Work order: Your response must be made up of each line in the data below that contains the string "impl".

Source data
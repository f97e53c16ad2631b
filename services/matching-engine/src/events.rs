//! Broadcast events emitted during matching
//!
//! A single tagged-variant channel carries all three event kinds. Delivery
//! is fire-and-forget: publishing never blocks the engine, and a send with
//! no live subscribers is not an error. Lagging subscribers drop old
//! events on their own receivers.

use serde::{Deserialize, Serialize};
use tokio::sync::broadcast;
use tracing::trace;
use types::ids::{OrderId, Symbol};
use types::numeric::{Price, Units};
use types::order::Order;
use types::trade::Trade;

use crate::book::TopOfBook;

/// Default broadcast channel capacity
pub const DEFAULT_EVENT_CAPACITY: usize = 1024;

/// Market-data event broadcast to the event sink
#[derive(Debug, Clone, PartialEq, Serialize, Deserialize)]
#[serde(tag = "type", rename_all = "snake_case")]
pub enum MarketEvent {
    /// An order was admitted to the book
    OrderPlaced { order: Order },
    /// The derived best bid or best ask moved
    PriceChanged {
        symbol: Symbol,
        bid: Option<Price>,
        ask: Option<Price>,
    },
    /// A fill executed
    TradeSettled {
        symbol: Symbol,
        bid_order_id: OrderId,
        ask_order_id: OrderId,
        price: Price,
        units: Units,
    },
}

/// Publisher wrapping the broadcast channel
#[derive(Debug)]
pub struct EventPublisher {
    events: broadcast::Sender<MarketEvent>,
}

impl EventPublisher {
    /// Create a publisher with the given channel capacity
    pub fn new(capacity: usize) -> Self {
        let (events, _) = broadcast::channel(capacity);
        Self { events }
    }

    /// Subscribe to the event stream
    pub fn subscribe(&self) -> broadcast::Receiver<MarketEvent> {
        self.events.subscribe()
    }

    /// Clone of the underlying sender, for handing to a front door
    pub fn sender(&self) -> broadcast::Sender<MarketEvent> {
        self.events.clone()
    }

    /// Emit an order-placed event
    pub fn order_placed(&self, order: &Order) {
        self.publish(MarketEvent::OrderPlaced {
            order: order.clone(),
        });
    }

    /// Emit a trade-settled event
    pub fn trade_settled(&self, trade: &Trade) {
        self.publish(MarketEvent::TradeSettled {
            symbol: trade.symbol().clone(),
            bid_order_id: trade.bid_order.order_id.clone(),
            ask_order_id: trade.ask_order.order_id.clone(),
            price: trade.price,
            units: trade.units,
        });
    }

    /// Emit a price-changed event iff the top of book moved
    ///
    /// Suppression is per-mutation: the caller snapshots the top of book
    /// immediately before the mutation and passes both sides of it here.
    pub fn price_changed_if_moved(&self, symbol: &Symbol, before: TopOfBook, after: TopOfBook) {
        if before != after {
            self.publish(MarketEvent::PriceChanged {
                symbol: symbol.clone(),
                bid: after.bid,
                ask: after.ask,
            });
        }
    }

    fn publish(&self, event: MarketEvent) {
        trace!(?event, "publishing market event");
        // A send with no subscribers returns Err; the engine does not care.
        let _ = self.events.send(event);
    }
}
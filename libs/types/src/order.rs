//! Order intent types
//!
//! An `Order` is the immutable intent submitted by a client. Mutable book
//! state (remaining quantity) lives in the engine's residuals, never here.

use crate::ids::{OrderId, Symbol};
use crate::numeric::{Price, Units};
use serde::{Deserialize, Serialize};

/// Order side (buy or sell)
#[derive(Debug, Clone, Copy, PartialEq, Eq, Hash, Serialize, Deserialize)]
#[serde(rename_all = "lowercase")]
pub enum Side {
    /// Buy order
    Bid,
    /// Sell order
    Ask,
}

impl Side {
    /// Get the opposite side
    pub fn opposite(&self) -> Self {
        match self {
            Side::Bid => Side::Ask,
            Side::Ask => Side::Bid,
        }
    }
}

/// An immutable order intent
///
/// `price` and `units` are not validated at construction; admission
/// validation is the engine's job so that malformed orders produce a
/// rejection reply rather than a constructor panic.
#[derive(Debug, Clone, PartialEq, Serialize, Deserialize)]
pub struct Order {
    pub order_id: OrderId,
    pub symbol: Symbol,
    pub side: Side,
    pub price: Price,
    pub units: Units,
}

impl Order {
    /// Create a new order intent
    pub fn new(
        order_id: impl Into<OrderId>,
        symbol: impl Into<Symbol>,
        side: Side,
        price: Price,
        units: Units,
    ) -> Self {
        Self {
            order_id: order_id.into(),
            symbol: symbol.into(),
            side,
            price,
            units,
        }
    }

    pub fn is_bid(&self) -> bool {
        self.side == Side::Bid
    }

    pub fn is_ask(&self) -> bool {
        self.side == Side::Ask
    }
}
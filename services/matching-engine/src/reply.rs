//! Per-command reply types
//!
//! The reason vocabulary is part of the contract with command sources:
//! "Valid Order" / "Invalid Order" / "Engine Halted" for placements,
//! "Price Available" / "Price Unavailable" for quotes, and
//! "No order has been executed" / "<n> Orders Filled" for the trade query.

use serde::{Deserialize, Serialize};
use types::errors::EngineError;
use types::numeric::Price;
use types::order::Order;

use crate::book::TopOfBook;

fn reject_reason(err: &EngineError) -> &'static str {
    match err {
        EngineError::Order(_) => "Invalid Order",
        EngineError::Halted => "Engine Halted",
        EngineError::Unavailable => "Engine Unavailable",
    }
}

/// Reply to a place-bid command
#[derive(Debug, Clone, PartialEq, Serialize, Deserialize)]
pub struct BidResult {
    pub success: bool,
    pub reason: String,
}

impl BidResult {
    pub fn accepted() -> Self {
        Self {
            success: true,
            reason: "Valid Order".to_string(),
        }
    }

    pub fn rejected(err: &EngineError) -> Self {
        Self {
            success: false,
            reason: reject_reason(err).to_string(),
        }
    }
}

/// Reply to a place-ask command
#[derive(Debug, Clone, PartialEq, Serialize, Deserialize)]
pub struct AskResult {
    pub success: bool,
    pub reason: String,
}

impl AskResult {
    pub fn accepted() -> Self {
        Self {
            success: true,
            reason: "Valid Order".to_string(),
        }
    }

    pub fn rejected(err: &EngineError) -> Self {
        Self {
            success: false,
            reason: reject_reason(err).to_string(),
        }
    }
}

/// Reply to a get-price command
///
/// Partial quotes are reported: one side can be populated while success is
/// false because the other side is empty.
#[derive(Debug, Clone, PartialEq, Serialize, Deserialize)]
pub struct GetPriceResult {
    pub bid: Option<Price>,
    pub ask: Option<Price>,
    pub success: bool,
    pub reason: String,
}

impl GetPriceResult {
    pub fn from_top(top: TopOfBook) -> Self {
        let success = top.bid.is_some() && top.ask.is_some();
        Self {
            bid: top.bid,
            ask: top.ask,
            success,
            reason: if success {
                "Price Available".to_string()
            } else {
                "Price Unavailable".to_string()
            },
        }
    }
}

/// Reply to a get-trades command
///
/// `orders` is the flattened `[bid_order, ask_order]` list per trade, in
/// trade-append order.
#[derive(Debug, Clone, PartialEq, Serialize, Deserialize)]
pub struct GetTradesResult {
    pub orders: Vec<Order>,
    pub success: bool,
    pub reason: String,
}

impl GetTradesResult {
    pub fn from_executed(orders: Vec<Order>) -> Self {
        if orders.is_empty() {
            Self {
                orders,
                success: false,
                reason: "No order has been executed".to_string(),
            }
        } else {
            let reason = format!("{} Orders Filled", orders.len());
            Self {
                orders,
                success: true,
                reason,
            }
        }
    }
}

Solution for this exercise:
impl EventPublisher {
impl Side {
impl Order {
        order_id: impl Into<OrderId>,
        symbol: impl Into<Symbol>,
impl BidResult {
impl AskResult {
impl GetPriceResult {
impl GetTradesResult {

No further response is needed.